[Records from a data collection]

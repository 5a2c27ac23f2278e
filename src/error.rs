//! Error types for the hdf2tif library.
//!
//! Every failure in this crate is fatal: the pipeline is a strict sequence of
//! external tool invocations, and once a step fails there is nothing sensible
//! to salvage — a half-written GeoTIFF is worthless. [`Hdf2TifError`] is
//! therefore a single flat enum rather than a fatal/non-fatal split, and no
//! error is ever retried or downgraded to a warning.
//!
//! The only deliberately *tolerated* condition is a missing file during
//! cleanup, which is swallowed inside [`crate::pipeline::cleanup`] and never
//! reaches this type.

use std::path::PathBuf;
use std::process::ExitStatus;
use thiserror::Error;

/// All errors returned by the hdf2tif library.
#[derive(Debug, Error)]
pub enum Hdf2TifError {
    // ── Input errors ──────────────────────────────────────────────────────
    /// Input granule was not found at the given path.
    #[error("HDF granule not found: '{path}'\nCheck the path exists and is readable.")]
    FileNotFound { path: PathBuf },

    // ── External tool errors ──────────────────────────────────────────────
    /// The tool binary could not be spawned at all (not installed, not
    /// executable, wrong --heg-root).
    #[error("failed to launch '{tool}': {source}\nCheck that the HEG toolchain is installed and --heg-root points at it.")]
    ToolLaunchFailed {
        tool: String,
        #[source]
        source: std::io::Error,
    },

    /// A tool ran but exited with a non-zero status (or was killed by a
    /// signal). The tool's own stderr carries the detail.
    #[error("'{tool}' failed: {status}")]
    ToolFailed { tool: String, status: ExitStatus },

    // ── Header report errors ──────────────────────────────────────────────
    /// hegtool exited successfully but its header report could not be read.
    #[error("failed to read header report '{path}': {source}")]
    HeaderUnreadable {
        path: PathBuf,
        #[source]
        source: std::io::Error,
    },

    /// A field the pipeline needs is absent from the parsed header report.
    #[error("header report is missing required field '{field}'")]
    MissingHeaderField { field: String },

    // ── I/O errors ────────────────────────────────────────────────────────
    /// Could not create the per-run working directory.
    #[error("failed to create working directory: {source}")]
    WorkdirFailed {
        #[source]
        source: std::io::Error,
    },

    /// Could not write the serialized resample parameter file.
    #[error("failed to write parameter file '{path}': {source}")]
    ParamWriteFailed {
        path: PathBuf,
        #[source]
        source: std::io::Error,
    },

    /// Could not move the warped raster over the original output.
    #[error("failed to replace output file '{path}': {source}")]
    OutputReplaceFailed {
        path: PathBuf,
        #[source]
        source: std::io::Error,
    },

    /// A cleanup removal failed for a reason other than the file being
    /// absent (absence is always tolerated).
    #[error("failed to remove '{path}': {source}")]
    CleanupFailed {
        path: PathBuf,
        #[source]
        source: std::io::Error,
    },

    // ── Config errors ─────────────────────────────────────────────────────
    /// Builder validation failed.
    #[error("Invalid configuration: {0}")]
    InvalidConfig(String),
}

---

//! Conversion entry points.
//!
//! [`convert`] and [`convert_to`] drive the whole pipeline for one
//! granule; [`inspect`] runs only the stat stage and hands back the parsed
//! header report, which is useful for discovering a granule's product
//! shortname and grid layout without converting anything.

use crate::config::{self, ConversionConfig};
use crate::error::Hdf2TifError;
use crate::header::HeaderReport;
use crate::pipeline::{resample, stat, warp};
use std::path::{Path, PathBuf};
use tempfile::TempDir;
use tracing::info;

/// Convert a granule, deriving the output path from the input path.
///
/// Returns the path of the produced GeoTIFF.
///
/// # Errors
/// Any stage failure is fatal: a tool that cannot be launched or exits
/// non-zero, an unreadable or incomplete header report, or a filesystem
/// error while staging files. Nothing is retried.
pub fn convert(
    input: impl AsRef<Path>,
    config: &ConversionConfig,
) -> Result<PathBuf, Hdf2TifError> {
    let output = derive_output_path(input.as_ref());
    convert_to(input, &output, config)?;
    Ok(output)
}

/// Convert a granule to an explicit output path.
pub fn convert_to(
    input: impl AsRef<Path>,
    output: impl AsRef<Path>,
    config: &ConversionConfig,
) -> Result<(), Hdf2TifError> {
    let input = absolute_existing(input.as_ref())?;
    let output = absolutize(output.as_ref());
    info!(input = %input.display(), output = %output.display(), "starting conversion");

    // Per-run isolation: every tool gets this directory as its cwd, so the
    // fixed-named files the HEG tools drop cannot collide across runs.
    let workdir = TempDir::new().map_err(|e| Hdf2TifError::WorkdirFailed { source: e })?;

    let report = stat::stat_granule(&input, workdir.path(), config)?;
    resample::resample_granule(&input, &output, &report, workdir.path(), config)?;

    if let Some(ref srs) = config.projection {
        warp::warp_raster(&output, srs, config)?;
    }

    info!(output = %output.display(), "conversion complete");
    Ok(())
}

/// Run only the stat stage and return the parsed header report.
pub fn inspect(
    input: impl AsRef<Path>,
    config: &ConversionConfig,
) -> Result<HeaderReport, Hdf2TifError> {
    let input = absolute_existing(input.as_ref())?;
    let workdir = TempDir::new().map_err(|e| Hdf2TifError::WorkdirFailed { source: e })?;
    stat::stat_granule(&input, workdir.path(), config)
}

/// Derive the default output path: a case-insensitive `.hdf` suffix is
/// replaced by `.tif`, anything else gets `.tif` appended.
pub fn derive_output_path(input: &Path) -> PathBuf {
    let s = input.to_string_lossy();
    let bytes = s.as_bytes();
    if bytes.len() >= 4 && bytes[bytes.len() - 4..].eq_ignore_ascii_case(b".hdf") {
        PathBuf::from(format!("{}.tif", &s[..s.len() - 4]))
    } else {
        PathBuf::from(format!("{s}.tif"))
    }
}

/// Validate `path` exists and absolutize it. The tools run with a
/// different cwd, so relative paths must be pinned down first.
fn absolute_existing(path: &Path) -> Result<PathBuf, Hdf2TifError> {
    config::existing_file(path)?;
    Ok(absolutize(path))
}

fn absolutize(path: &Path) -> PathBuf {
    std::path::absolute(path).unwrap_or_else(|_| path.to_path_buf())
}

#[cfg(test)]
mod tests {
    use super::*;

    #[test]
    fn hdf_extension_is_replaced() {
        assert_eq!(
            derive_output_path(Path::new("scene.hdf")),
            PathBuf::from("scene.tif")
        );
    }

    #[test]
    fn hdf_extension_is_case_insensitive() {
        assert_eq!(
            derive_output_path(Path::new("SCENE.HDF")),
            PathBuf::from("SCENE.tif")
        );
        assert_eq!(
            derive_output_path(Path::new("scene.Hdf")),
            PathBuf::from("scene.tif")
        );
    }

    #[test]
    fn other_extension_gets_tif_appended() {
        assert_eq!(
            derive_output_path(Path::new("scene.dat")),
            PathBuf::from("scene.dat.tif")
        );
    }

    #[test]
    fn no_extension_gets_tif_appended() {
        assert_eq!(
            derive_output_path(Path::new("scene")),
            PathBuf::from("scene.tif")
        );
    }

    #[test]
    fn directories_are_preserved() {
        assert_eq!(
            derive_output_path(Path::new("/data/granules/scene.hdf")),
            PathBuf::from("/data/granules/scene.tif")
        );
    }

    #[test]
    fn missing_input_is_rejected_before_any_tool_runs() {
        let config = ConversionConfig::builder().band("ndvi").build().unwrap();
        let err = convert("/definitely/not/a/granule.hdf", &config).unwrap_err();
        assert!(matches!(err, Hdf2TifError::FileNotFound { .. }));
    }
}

**Assignment**
Here the output must be the lines above from the line with "repository 5a2c27ac23f2278e" to the line with "carries the detail.", both included, duplicated word for word and nothing else.

**Solution to the problem**
repository 5a2c27ac23f2278e
filename src/error.rs
//! Error types for the hdf2tif library.
//!
//! Every failure in this crate is fatal: the pipeline is a strict sequence of
//! external tool invocations, and once a step fails there is nothing sensible
//! to salvage — a half-written GeoTIFF is worthless. [`Hdf2TifError`] is
//! therefore a single flat enum rather than a fatal/non-fatal split, and no
//! error is ever retried or downgraded to a warning.
//!
//! The only deliberately *tolerated* condition is a missing file during
//! cleanup, which is swallowed inside [`crate::pipeline::cleanup`] and never
//! reaches this type.

use std::path::PathBuf;
use std::process::ExitStatus;
use thiserror::Error;

/// All errors returned by the hdf2tif library.
#[derive(Debug, Error)]
pub enum Hdf2TifError {
    // ── Input errors ──────────────────────────────────────────────────────
    /// Input granule was not found at the given path.
    #[error("HDF granule not found: '{path}'\nCheck the path exists and is readable.")]
    FileNotFound { path: PathBuf },

    // ── External tool errors ──────────────────────────────────────────────
    /// The tool binary could not be spawned at all (not installed, not
    /// executable, wrong --heg-root).
    #[error("failed to launch '{tool}': {source}\nCheck that the HEG toolchain is installed and --heg-root points at it.")]
    ToolLaunchFailed {
        tool: String,
        #[source]
        source: std::io::Error,
    },

    /// A tool ran but exited with a non-zero status (or was killed by a
    /// signal). The tool's own stderr carries the detail.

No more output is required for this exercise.